Your answer is a copy of every line in the records where "message" appears.

········

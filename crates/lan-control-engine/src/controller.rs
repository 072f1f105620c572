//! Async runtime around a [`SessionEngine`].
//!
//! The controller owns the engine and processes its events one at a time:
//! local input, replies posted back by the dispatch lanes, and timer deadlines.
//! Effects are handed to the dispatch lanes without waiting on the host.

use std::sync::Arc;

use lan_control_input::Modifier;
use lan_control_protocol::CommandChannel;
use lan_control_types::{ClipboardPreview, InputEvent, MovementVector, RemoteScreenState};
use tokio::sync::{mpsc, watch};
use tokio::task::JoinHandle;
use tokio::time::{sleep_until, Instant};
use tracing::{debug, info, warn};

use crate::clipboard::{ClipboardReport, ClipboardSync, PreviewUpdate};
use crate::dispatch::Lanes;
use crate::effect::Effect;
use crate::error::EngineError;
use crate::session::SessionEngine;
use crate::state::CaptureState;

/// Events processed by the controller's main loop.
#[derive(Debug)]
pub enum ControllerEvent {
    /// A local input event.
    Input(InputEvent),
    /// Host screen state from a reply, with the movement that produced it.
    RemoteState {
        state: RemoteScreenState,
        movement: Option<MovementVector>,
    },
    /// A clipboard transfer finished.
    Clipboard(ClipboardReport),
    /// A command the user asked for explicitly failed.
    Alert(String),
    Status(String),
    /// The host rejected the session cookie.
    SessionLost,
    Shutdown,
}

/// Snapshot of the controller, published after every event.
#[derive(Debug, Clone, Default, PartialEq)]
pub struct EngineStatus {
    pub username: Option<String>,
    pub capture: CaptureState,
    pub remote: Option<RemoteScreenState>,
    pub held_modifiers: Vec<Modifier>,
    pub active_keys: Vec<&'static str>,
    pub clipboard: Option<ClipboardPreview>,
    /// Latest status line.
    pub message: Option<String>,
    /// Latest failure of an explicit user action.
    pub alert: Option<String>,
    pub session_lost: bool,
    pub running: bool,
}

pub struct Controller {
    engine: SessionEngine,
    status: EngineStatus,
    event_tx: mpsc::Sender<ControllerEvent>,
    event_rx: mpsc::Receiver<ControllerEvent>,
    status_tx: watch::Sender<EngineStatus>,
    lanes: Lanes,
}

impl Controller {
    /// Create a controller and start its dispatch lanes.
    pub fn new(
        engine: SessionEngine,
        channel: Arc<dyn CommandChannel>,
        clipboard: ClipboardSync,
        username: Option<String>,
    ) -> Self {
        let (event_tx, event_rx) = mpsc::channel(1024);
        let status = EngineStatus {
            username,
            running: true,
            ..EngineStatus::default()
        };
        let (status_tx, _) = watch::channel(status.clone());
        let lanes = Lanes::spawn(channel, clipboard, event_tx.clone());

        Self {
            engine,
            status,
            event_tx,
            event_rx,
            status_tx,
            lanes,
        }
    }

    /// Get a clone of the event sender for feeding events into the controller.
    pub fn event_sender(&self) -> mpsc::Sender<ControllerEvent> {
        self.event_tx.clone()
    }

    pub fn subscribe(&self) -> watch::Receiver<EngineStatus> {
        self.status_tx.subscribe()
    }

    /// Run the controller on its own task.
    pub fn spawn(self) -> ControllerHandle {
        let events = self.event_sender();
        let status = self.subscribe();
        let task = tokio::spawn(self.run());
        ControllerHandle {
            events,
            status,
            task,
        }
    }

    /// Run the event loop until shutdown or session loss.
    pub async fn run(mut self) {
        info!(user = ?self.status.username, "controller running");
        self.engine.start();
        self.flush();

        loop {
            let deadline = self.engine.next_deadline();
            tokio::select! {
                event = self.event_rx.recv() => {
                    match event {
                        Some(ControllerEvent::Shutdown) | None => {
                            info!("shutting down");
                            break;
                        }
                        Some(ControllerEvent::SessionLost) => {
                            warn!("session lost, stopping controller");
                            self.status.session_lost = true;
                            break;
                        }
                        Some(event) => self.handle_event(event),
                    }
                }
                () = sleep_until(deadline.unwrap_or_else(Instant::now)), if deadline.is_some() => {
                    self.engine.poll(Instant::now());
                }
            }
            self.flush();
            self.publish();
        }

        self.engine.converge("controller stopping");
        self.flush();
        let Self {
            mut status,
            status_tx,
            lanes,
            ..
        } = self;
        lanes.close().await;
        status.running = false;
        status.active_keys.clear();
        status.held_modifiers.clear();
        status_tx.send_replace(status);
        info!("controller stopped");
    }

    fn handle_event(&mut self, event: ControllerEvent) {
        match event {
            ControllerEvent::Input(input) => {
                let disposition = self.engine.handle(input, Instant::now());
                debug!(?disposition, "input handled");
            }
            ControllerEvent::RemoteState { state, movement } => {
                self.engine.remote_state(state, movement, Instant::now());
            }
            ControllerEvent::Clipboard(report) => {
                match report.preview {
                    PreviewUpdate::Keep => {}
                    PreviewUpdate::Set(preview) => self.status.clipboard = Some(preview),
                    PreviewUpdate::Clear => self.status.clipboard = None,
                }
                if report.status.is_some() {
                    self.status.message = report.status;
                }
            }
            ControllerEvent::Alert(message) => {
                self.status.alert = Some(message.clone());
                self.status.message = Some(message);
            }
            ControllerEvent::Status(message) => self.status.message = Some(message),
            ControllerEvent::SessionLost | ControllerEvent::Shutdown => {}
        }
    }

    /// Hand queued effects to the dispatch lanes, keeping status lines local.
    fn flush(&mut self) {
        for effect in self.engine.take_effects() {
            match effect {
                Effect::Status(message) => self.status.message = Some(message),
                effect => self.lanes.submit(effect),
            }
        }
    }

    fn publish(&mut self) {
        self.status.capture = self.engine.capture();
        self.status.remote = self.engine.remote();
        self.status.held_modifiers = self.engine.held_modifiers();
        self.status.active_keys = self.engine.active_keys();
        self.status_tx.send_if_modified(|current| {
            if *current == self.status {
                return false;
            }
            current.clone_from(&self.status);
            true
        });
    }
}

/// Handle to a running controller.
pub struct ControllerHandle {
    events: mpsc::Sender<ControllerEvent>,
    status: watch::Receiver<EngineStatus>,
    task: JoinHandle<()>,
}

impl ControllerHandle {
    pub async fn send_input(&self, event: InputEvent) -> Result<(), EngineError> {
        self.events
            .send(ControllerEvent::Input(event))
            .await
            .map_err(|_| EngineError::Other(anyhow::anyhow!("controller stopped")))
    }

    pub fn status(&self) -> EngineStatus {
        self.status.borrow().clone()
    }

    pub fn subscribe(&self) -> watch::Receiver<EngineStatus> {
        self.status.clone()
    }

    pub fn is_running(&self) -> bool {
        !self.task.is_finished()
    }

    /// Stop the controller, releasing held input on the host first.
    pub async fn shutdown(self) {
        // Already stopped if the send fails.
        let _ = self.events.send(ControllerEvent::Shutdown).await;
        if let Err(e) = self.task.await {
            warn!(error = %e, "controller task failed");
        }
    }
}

········

▸ The completed task
    pub message: Option<String>,
                    self.status.message = report.status;
            ControllerEvent::Alert(message) => {
                self.status.alert = Some(message.clone());
                self.status.message = Some(message);
            ControllerEvent::Status(message) => self.status.message = Some(message),
                Effect::Status(message) => self.status.message = Some(message),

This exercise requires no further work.